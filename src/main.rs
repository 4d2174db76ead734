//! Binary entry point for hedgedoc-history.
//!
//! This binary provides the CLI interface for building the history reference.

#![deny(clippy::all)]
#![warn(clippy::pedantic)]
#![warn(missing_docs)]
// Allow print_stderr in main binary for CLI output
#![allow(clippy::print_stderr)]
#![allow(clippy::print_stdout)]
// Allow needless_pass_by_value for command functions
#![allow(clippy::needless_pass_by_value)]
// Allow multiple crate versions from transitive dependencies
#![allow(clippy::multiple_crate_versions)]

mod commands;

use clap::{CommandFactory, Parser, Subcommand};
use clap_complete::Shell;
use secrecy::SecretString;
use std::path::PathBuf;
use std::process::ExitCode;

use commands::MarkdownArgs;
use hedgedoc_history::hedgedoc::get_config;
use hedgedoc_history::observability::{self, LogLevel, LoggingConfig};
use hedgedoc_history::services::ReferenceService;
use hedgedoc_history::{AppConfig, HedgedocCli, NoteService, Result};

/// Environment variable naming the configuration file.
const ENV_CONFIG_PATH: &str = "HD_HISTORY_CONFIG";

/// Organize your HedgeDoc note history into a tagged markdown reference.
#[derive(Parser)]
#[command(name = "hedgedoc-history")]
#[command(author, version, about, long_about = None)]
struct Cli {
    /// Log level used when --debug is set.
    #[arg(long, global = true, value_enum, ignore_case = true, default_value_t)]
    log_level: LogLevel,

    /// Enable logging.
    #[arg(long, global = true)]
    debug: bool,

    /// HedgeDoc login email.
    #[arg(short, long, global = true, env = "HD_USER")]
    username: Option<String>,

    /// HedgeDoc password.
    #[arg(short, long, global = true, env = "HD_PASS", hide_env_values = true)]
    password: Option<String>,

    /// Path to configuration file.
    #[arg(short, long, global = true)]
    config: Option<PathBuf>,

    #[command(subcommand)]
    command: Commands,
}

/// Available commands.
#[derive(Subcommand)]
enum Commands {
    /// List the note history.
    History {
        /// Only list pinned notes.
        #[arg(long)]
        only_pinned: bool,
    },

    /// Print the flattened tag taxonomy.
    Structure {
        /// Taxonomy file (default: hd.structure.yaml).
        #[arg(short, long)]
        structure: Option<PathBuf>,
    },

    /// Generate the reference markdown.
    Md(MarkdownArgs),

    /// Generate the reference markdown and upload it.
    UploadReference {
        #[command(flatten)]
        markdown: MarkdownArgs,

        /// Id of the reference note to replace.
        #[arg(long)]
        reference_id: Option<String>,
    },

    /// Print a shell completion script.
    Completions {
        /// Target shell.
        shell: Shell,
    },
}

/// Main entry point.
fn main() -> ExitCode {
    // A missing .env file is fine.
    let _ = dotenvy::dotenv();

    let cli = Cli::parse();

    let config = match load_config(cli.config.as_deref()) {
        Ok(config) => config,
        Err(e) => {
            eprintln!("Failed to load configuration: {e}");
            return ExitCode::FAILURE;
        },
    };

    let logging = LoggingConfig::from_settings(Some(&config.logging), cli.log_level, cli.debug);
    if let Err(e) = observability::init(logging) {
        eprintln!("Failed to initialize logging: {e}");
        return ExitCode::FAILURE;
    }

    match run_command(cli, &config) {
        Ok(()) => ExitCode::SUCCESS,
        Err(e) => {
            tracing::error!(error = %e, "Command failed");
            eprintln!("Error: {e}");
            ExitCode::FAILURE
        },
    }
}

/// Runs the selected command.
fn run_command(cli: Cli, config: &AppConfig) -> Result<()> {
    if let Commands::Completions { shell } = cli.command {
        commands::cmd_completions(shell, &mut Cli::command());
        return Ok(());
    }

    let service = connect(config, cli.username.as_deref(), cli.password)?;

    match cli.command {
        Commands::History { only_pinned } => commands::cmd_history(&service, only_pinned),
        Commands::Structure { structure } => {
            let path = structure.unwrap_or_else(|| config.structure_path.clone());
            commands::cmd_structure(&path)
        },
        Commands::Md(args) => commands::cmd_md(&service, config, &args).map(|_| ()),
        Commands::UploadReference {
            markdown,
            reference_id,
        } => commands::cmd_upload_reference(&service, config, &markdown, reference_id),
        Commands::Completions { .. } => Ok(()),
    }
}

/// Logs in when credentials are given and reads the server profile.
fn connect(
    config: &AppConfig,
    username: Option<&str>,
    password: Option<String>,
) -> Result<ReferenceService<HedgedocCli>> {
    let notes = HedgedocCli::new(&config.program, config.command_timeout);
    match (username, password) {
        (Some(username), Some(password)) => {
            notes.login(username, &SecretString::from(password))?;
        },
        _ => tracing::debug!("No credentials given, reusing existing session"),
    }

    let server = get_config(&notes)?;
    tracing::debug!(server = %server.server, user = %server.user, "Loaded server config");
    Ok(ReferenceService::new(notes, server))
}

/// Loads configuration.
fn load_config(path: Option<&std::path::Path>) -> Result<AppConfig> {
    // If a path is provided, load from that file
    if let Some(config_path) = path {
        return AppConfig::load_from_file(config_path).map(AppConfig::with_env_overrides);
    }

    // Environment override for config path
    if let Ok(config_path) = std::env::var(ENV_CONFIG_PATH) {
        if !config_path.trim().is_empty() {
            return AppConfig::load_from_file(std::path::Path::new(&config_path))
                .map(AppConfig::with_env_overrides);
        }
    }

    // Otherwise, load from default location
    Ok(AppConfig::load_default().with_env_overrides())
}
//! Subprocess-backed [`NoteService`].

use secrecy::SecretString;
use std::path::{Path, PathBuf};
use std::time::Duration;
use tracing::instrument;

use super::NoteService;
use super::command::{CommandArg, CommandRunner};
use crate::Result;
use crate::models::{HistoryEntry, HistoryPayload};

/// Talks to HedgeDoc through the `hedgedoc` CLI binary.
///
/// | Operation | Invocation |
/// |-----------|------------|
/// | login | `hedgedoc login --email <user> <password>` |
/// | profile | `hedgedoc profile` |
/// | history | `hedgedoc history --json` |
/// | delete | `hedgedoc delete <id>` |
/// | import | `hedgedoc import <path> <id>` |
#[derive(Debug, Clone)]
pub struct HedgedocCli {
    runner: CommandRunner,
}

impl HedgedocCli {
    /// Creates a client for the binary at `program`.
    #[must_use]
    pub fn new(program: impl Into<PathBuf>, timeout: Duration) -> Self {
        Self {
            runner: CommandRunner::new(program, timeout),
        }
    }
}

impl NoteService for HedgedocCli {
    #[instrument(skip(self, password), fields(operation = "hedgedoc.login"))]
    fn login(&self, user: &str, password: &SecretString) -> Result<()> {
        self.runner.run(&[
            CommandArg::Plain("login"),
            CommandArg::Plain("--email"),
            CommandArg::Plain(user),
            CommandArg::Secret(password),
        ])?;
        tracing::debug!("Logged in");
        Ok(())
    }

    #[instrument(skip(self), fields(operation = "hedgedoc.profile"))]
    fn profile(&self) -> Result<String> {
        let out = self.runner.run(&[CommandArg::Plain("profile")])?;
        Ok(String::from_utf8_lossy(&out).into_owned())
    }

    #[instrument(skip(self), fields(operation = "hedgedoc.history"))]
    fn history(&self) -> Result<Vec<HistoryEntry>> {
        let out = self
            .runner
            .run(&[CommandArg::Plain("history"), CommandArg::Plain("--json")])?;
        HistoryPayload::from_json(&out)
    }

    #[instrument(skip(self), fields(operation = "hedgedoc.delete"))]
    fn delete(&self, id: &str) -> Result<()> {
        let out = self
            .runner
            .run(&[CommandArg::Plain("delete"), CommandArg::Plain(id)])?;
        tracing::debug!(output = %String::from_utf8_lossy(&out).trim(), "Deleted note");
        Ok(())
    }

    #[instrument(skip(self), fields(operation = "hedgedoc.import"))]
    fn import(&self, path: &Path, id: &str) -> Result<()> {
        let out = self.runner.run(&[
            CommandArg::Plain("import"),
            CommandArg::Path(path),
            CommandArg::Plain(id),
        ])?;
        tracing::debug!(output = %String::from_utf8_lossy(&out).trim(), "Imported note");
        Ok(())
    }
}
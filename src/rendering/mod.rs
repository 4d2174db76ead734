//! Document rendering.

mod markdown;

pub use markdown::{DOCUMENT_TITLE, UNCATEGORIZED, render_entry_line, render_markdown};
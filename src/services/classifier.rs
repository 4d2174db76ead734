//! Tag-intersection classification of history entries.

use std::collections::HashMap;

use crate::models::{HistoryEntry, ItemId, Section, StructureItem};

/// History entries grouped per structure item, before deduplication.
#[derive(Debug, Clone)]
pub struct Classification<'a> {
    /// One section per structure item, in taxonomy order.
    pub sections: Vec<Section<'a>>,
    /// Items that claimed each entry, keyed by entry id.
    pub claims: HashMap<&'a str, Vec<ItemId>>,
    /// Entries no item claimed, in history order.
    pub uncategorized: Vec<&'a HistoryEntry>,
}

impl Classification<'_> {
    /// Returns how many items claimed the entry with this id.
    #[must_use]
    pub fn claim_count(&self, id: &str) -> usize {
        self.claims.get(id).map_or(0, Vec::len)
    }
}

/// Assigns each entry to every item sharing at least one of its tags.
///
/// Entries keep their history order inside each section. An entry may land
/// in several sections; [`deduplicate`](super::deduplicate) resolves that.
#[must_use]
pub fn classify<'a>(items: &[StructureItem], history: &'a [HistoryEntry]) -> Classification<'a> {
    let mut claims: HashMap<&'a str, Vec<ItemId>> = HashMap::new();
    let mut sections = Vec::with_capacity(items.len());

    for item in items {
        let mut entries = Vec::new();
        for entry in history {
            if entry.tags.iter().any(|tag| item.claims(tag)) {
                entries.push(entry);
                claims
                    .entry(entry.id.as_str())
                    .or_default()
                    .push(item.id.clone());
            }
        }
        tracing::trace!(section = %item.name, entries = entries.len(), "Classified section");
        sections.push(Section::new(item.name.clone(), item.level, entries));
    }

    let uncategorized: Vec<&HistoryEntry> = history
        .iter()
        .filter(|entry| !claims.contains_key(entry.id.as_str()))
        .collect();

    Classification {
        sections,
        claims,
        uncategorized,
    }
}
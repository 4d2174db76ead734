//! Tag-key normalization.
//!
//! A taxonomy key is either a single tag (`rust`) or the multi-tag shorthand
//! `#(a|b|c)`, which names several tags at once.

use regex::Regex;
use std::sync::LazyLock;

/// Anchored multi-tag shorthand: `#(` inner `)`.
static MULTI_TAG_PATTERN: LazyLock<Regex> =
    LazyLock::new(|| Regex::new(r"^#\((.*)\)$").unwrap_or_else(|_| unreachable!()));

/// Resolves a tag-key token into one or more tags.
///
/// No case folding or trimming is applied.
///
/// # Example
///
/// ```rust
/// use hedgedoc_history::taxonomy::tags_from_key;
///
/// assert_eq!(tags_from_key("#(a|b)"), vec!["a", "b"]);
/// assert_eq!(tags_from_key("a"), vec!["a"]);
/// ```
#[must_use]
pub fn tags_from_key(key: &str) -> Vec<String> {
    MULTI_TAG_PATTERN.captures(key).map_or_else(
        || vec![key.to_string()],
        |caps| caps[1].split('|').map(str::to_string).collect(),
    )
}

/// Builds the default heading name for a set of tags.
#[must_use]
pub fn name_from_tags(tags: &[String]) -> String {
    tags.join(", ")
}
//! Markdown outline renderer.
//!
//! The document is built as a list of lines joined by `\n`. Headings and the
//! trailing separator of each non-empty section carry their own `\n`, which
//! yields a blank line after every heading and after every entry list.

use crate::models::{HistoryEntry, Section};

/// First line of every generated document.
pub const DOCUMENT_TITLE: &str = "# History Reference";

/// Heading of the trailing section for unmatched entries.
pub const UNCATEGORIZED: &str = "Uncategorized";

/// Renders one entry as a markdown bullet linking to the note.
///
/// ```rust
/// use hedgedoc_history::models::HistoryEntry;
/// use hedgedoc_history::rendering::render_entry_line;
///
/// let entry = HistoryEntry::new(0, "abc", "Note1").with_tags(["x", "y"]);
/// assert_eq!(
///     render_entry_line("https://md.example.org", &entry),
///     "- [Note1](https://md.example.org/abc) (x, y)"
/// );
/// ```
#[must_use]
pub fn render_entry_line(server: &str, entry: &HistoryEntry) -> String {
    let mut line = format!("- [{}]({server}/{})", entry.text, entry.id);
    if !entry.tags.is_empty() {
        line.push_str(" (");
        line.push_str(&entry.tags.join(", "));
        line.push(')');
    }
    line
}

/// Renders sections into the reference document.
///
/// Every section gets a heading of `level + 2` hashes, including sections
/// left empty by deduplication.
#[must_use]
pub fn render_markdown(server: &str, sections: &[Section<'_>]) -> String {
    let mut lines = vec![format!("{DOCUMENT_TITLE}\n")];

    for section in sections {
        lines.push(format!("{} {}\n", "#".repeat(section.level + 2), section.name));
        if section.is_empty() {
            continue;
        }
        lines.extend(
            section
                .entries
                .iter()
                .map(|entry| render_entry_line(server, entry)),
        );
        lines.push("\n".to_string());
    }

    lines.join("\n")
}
————————
Copy every line above in which the string "CommandRunner" shows up.

use super::command::{CommandArg, CommandRunner};
    runner: CommandRunner,
            runner: CommandRunner::new(program, timeout),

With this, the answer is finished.